Work task:
Should a line below contain the word "matches", report it.

######

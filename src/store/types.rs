//! The glyph record and its closed vocabularies.

use chrono::{DateTime, Utc};
use serde::{Deserialize, Serialize};
use serde_json::Value;

use crate::error::{Error, Result};

/// The fixed tag set for glyph records.
///
/// The first seven are core tags (lowercase in the external CLI); the
/// remaining six are task-centric (uppercase externally).
#[derive(Debug, Clone, Copy, PartialEq, Eq, Hash, Serialize, Deserialize)]
#[serde(rename_all = "snake_case")]
pub enum GlyphType {
    Decision,
    Question,
    Fact,
    Action,
    Note,
    Conversation,
    Idea,
    Todo,
    Goal,
    Attempt,
    Result,
    Lesson,
    Phase,
}

impl GlyphType {
    /// All tags, in canonical order.
    pub const ALL: [GlyphType; 13] = [
        Self::Decision,
        Self::Question,
        Self::Fact,
        Self::Action,
        Self::Note,
        Self::Conversation,
        Self::Idea,
        Self::Todo,
        Self::Goal,
        Self::Attempt,
        Self::Result,
        Self::Lesson,
        Self::Phase,
    ];

    /// Canonical storage form (always lowercase).
    pub fn as_str(&self) -> &'static str {
        match self {
            Self::Decision => "decision",
            Self::Question => "question",
            Self::Fact => "fact",
            Self::Action => "action",
            Self::Note => "note",
            Self::Conversation => "conversation",
            Self::Idea => "idea",
            Self::Todo => "todo",
            Self::Goal => "goal",
            Self::Attempt => "attempt",
            Self::Result => "result",
            Self::Lesson => "lesson",
            Self::Phase => "phase",
        }
    }

    /// External display form: task-centric tags render uppercase.
    pub fn external(&self) -> String {
        if self.is_task_centric() {
            self.as_str().to_uppercase()
        } else {
            self.as_str().to_string()
        }
    }

    /// Single-letter label used in rendered lines.
    pub fn letter(&self) -> char {
        match self {
            Self::Decision => 'D',
            Self::Question => 'Q',
            Self::Fact => 'F',
            Self::Action => 'A',
            Self::Note => 'N',
            Self::Conversation => 'C',
            Self::Idea => 'I',
            Self::Todo => 'T',
            Self::Goal => 'G',
            Self::Attempt => 'a',
            Self::Result => 'R',
            Self::Lesson => 'L',
            Self::Phase => 'P',
        }
    }

    pub fn is_task_centric(&self) -> bool {
        matches!(
            self,
            Self::Todo | Self::Goal | Self::Attempt | Self::Result | Self::Lesson | Self::Phase
        )
    }
}

impl std::fmt::Display for GlyphType {
    fn fmt(&self, f: &mut std::fmt::Formatter<'_>) -> std::fmt::Result {
        write!(f, "{}", self.as_str())
    }
}

impl std::str::FromStr for GlyphType {
    type Err = Error;

    /// Accepts canonical names in either case plus the single-letter
    /// shorthand used by the `write_memory` action.
    fn from_str(s: &str) -> Result<Self> {
        match s.to_lowercase().as_str() {
            "decision" | "d" => Ok(Self::Decision),
            "question" | "q" => Ok(Self::Question),
            "fact" | "f" => Ok(Self::Fact),
            "action" | "a" => Ok(Self::Action),
            "note" | "n" => Ok(Self::Note),
            "conversation" | "c" => Ok(Self::Conversation),
            "idea" | "i" => Ok(Self::Idea),
            "todo" | "t" => Ok(Self::Todo),
            "goal" | "g" => Ok(Self::Goal),
            "attempt" => Ok(Self::Attempt),
            "result" | "r" => Ok(Self::Result),
            "lesson" | "l" => Ok(Self::Lesson),
            "phase" | "p" => Ok(Self::Phase),
            other => Err(Error::validation(format!("unknown glyph type '{}'", other))),
        }
    }
}

/// Lifecycle of the glyph itself within the store.
///
/// The only mutable bit of a glyph, and it is monotonic: `active` may move
/// to any non-active state, never back.
#[derive(Debug, Clone, Copy, PartialEq, Eq, Hash, Default, Serialize, Deserialize)]
#[serde(rename_all = "snake_case")]
pub enum GlyphStatus {
    #[default]
    Active,
    Superseded,
    Deprecated,
    Duplicate,
}

impl GlyphStatus {
    pub fn as_str(&self) -> &'static str {
        match self {
            Self::Active => "active",
            Self::Superseded => "superseded",
            Self::Deprecated => "deprecated",
            Self::Duplicate => "duplicate",
        }
    }
}

impl std::fmt::Display for GlyphStatus {
    fn fmt(&self, f: &mut std::fmt::Formatter<'_>) -> std::fmt::Result {
        write!(f, "{}", self.as_str())
    }
}

impl std::str::FromStr for GlyphStatus {
    type Err = Error;

    fn from_str(s: &str) -> Result<Self> {
        match s {
            "active" => Ok(Self::Active),
            "superseded" => Ok(Self::Superseded),
            "deprecated" => Ok(Self::Deprecated),
            "duplicate" => Ok(Self::Duplicate),
            other => Err(Error::validation(format!("unknown glyph status '{}'", other))),
        }
    }
}

/// Authoritative status of a `todo`/`goal` task, carried in `choice`.
#[derive(Debug, Clone, Copy, PartialEq, Eq, Hash, Serialize, Deserialize)]
#[serde(rename_all = "SCREAMING_SNAKE_CASE")]
pub enum TaskStatus {
    Open,
    InProgress,
    Done,
    Blocked,
}

impl TaskStatus {
    pub fn as_str(&self) -> &'static str {
        match self {
            Self::Open => "OPEN",
            Self::InProgress => "IN_PROGRESS",
            Self::Done => "DONE",
            Self::Blocked => "BLOCKED",
        }
    }

    /// Sort band for task listings: BLOCKED < IN_PROGRESS < OPEN < DONE.
    pub fn band(&self) -> u8 {
        match self {
            Self::Blocked => 0,
            Self::InProgress => 1,
            Self::Open => 2,
            Self::Done => 3,
        }
    }

    pub fn is_terminal(&self) -> bool {
        matches!(self, Self::Done)
    }
}

impl std::fmt::Display for TaskStatus {
    fn fmt(&self, f: &mut std::fmt::Formatter<'_>) -> std::fmt::Result {
        write!(f, "{}", self.as_str())
    }
}

impl std::str::FromStr for TaskStatus {
    type Err = Error;

    fn from_str(s: &str) -> Result<Self> {
        match s.to_uppercase().as_str() {
            "OPEN" => Ok(Self::Open),
            "IN_PROGRESS" => Ok(Self::InProgress),
            "DONE" => Ok(Self::Done),
            "BLOCKED" => Ok(Self::Blocked),
            other => Err(Error::validation(format!("unknown task status '{}'", other))),
        }
    }
}

/// Multi-tenant scope of a glyph.
#[derive(Debug, Clone, Copy, PartialEq, Eq, Hash, Default, Serialize, Deserialize)]
#[serde(rename_all = "snake_case")]
pub enum Scope {
    #[default]
    Shared,
    Chat,
    Agent,
    Team,
}

impl Scope {
    pub fn as_str(&self) -> &'static str {
        match self {
            Self::Shared => "shared",
            Self::Chat => "chat",
            Self::Agent => "agent",
            Self::Team => "team",
        }
    }
}

impl std::fmt::Display for Scope {
    fn fmt(&self, f: &mut std::fmt::Formatter<'_>) -> std::fmt::Result {
        write!(f, "{}", self.as_str())
    }
}

impl std::str::FromStr for Scope {
    type Err = Error;

    fn from_str(s: &str) -> Result<Self> {
        match s {
            "shared" => Ok(Self::Shared),
            "chat" => Ok(Self::Chat),
            "agent" => Ok(Self::Agent),
            "team" => Ok(Self::Team),
            other => Err(Error::validation(format!("unknown scope '{}'", other))),
        }
    }
}

/// Visibility of a glyph within its scope.
#[derive(Debug, Clone, Copy, PartialEq, Eq, Hash, Default, Serialize, Deserialize)]
#[serde(rename_all = "snake_case")]
pub enum Visibility {
    #[default]
    Public,
    Private,
    Internal,
}

impl Visibility {
    pub fn as_str(&self) -> &'static str {
        match self {
            Self::Public => "public",
            Self::Private => "private",
            Self::Internal => "internal",
        }
    }
}

impl std::fmt::Display for Visibility {
    fn fmt(&self, f: &mut std::fmt::Formatter<'_>) -> std::fmt::Result {
        write!(f, "{}", self.as_str())
    }
}

impl std::str::FromStr for Visibility {
    type Err = Error;

    fn from_str(s: &str) -> Result<Self> {
        match s {
            "public" => Ok(Self::Public),
            "private" => Ok(Self::Private),
            "internal" => Ok(Self::Internal),
            other => Err(Error::validation(format!("unknown visibility '{}'", other))),
        }
    }
}

/// Importance tag with retrieval-boost semantics.
#[derive(Debug, Clone, Copy, PartialEq, Eq, Hash, Serialize, Deserialize)]
pub enum Importance {
    H,
    M,
    L,
}

impl Importance {
    pub fn as_str(&self) -> &'static str {
        match self {
            Self::H => "H",
            Self::M => "M",
            Self::L => "L",
        }
    }

    /// Primary sort rank when `importance` drives ordering (H < M < L).
    pub fn rank(&self) -> u8 {
        match self {
            Self::H => 0,
            Self::M => 1,
            Self::L => 2,
        }
    }

    /// Multiplier applied during hybrid semantic ranking.
    pub fn boost(&self) -> f64 {
        match self {
            Self::H => 1.3,
            Self::M => 1.1,
            Self::L => 1.0,
        }
    }

    /// Boost for glyphs carrying no importance tag.
    pub const NONE_BOOST: f64 = 0.9;
}

impl std::fmt::Display for Importance {
    fn fmt(&self, f: &mut std::fmt::Formatter<'_>) -> std::fmt::Result {
        write!(f, "{}", self.as_str())
    }
}

impl std::str::FromStr for Importance {
    type Err = Error;

    /// Accepts the short form and the long priority aliases.
    fn from_str(s: &str) -> Result<Self> {
        match s.to_lowercase().as_str() {
            "h" | "high" | "critical" => Ok(Self::H),
            "m" | "medium" | "moderate" => Ok(Self::M),
            "l" | "low" | "minor" => Ok(Self::L),
            other => Err(Error::validation(format!("unknown importance '{}'", other))),
        }
    }
}

/// One typed record in the store; the atomic unit of memory.
///
/// Glyphs are append-only: textual correction happens by emitting a new
/// glyph and marking the prior one superseded. The only in-place mutations
/// the store performs are the status flip (with cross-refs) and late
/// embedding population.
#[derive(Debug, Clone, Serialize, Deserialize)]
pub struct Glyph {
    /// Monotonically assigned by the store; 0 until appended.
    pub id: i64,
    #[serde(rename = "type")]
    pub glyph_type: GlyphType,
    pub topic: Option<String>,
    pub text: String,
    /// Contextual: decision option, task status, result outcome,
    /// phase transition label, or conversation speaker.
    pub choice: Option<String>,
    pub rationale: Option<String>,
    pub timestamp: DateTime<Utc>,
    pub scope: Scope,
    pub chat_id: Option<String>,
    pub agent_role: Option<String>,
    pub visibility: Visibility,
    pub project: Option<String>,
    pub importance: Option<Importance>,
    pub due: Option<String>,
    /// Structured payload: `{"id": task_id}` for tasks,
    /// `{"from","to","round","error"}` for phases.
    pub links: Option<Value>,
    pub task_id: Option<String>,
    pub metric: Option<String>,
    pub session: Option<String>,
    pub source: Option<String>,
    pub status: GlyphStatus,
    pub superseded_by: Option<i64>,
    pub superseded_at: Option<DateTime<Utc>>,
    #[serde(default, skip_serializing_if = "Option::is_none")]
    pub embedding: Option<Vec<f32>>,
    pub embedding_model: Option<String>,
    pub embedding_dim: Option<usize>,
}

impl Glyph {
    /// Create a new glyph with the required fields; everything else defaults.
    pub fn new(glyph_type: GlyphType, text: impl Into<String>) -> Self {
        Self {
            id: 0,
            glyph_type,
            topic: None,
            text: text.into(),
            choice: None,
            rationale: None,
            timestamp: Utc::now(),
            scope: Scope::default(),
            chat_id: None,
            agent_role: None,
            visibility: Visibility::default(),
            project: None,
            importance: None,
            due: None,
            links: None,
            task_id: None,
            metric: None,
            session: None,
            source: None,
            status: GlyphStatus::default(),
            superseded_by: None,
            superseded_at: None,
            embedding: None,
            embedding_model: None,
            embedding_dim: None,
        }
    }

    pub fn with_topic(mut self, topic: impl Into<String>) -> Self {
        self.topic = Some(topic.into());
        self
    }

    pub fn with_choice(mut self, choice: impl Into<String>) -> Self {
        self.choice = Some(choice.into());
        self
    }

    pub fn with_rationale(mut self, rationale: impl Into<String>) -> Self {
        self.rationale = Some(rationale.into());
        self
    }

    pub fn with_scope(mut self, scope: Scope) -> Self {
        self.scope = scope;
        self
    }

    pub fn with_chat_id(mut self, chat_id: impl Into<String>) -> Self {
        self.chat_id = Some(chat_id.into());
        self
    }

    pub fn with_agent_role(mut self, role: impl Into<String>) -> Self {
        self.agent_role = Some(role.into());
        self
    }

    pub fn with_visibility(mut self, visibility: Visibility) -> Self {
        self.visibility = visibility;
        self
    }

    pub fn with_project(mut self, project: impl Into<String>) -> Self {
        self.project = Some(project.into());
        self
    }

    pub fn with_importance(mut self, importance: Importance) -> Self {
        self.importance = Some(importance);
        self
    }

    pub fn with_due(mut self, due: impl Into<String>) -> Self {
        self.due = Some(due.into());
        self
    }

    pub fn with_links(mut self, links: Value) -> Self {
        self.links = Some(links);
        self
    }

    pub fn with_task_id(mut self, task_id: impl Into<String>) -> Self {
        self.task_id = Some(task_id.into());
        self
    }

    pub fn with_metric(mut self, metric: impl Into<String>) -> Self {
        self.metric = Some(metric.into());
        self
    }

    pub fn with_session(mut self, session: impl Into<String>) -> Self {
        self.session = Some(session.into());
        self
    }

    pub fn with_source(mut self, source: impl Into<String>) -> Self {
        self.source = Some(source.into());
        self
    }

    pub fn with_timestamp(mut self, timestamp: DateTime<Utc>) -> Self {
        self.timestamp = timestamp;
        self
    }

    pub fn with_embedding(mut self, embedding: Vec<f32>, model: impl Into<String>) -> Self {
        self.embedding_dim = Some(embedding.len());
        self.embedding = Some(embedding);
        self.embedding_model = Some(model.into());
        self
    }

    /// Task status parsed from `choice`, for todo/goal glyphs.
    pub fn task_status(&self) -> Option<TaskStatus> {
        if !matches!(self.glyph_type, GlyphType::Todo | GlyphType::Goal) {
            return None;
        }
        self.choice.as_deref().and_then(|c| c.parse().ok())
    }

    /// Whether the stored embedding satisfies the dim invariant.
    pub fn embedding_consistent(&self) -> bool {
        match (&self.embedding, self.embedding_dim) {
            (Some(v), Some(dim)) => v.len() == dim,
            (None, None) => true,
            _ => false,
        }
    }
}

/// Validate the external task identifier grammar: `[a-z0-9\-]+`.
pub fn validate_task_id(task_id: &str) -> Result<()> {
    if task_id.is_empty()
        || !task_id
            .bytes()
            .all(|b| b.is_ascii_lowercase() || b.is_ascii_digit() || b == b'-')
    {
        return Err(Error::validation(format!(
            "invalid task id '{}': expected [a-z0-9-]+",
            task_id
        )));
    }
    Ok(())
}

######

Exercise solution:
        matches!(
        matches!(self, Self::Done)
        if !matches!(self.glyph_type, GlyphType::Todo | GlyphType::Goal) {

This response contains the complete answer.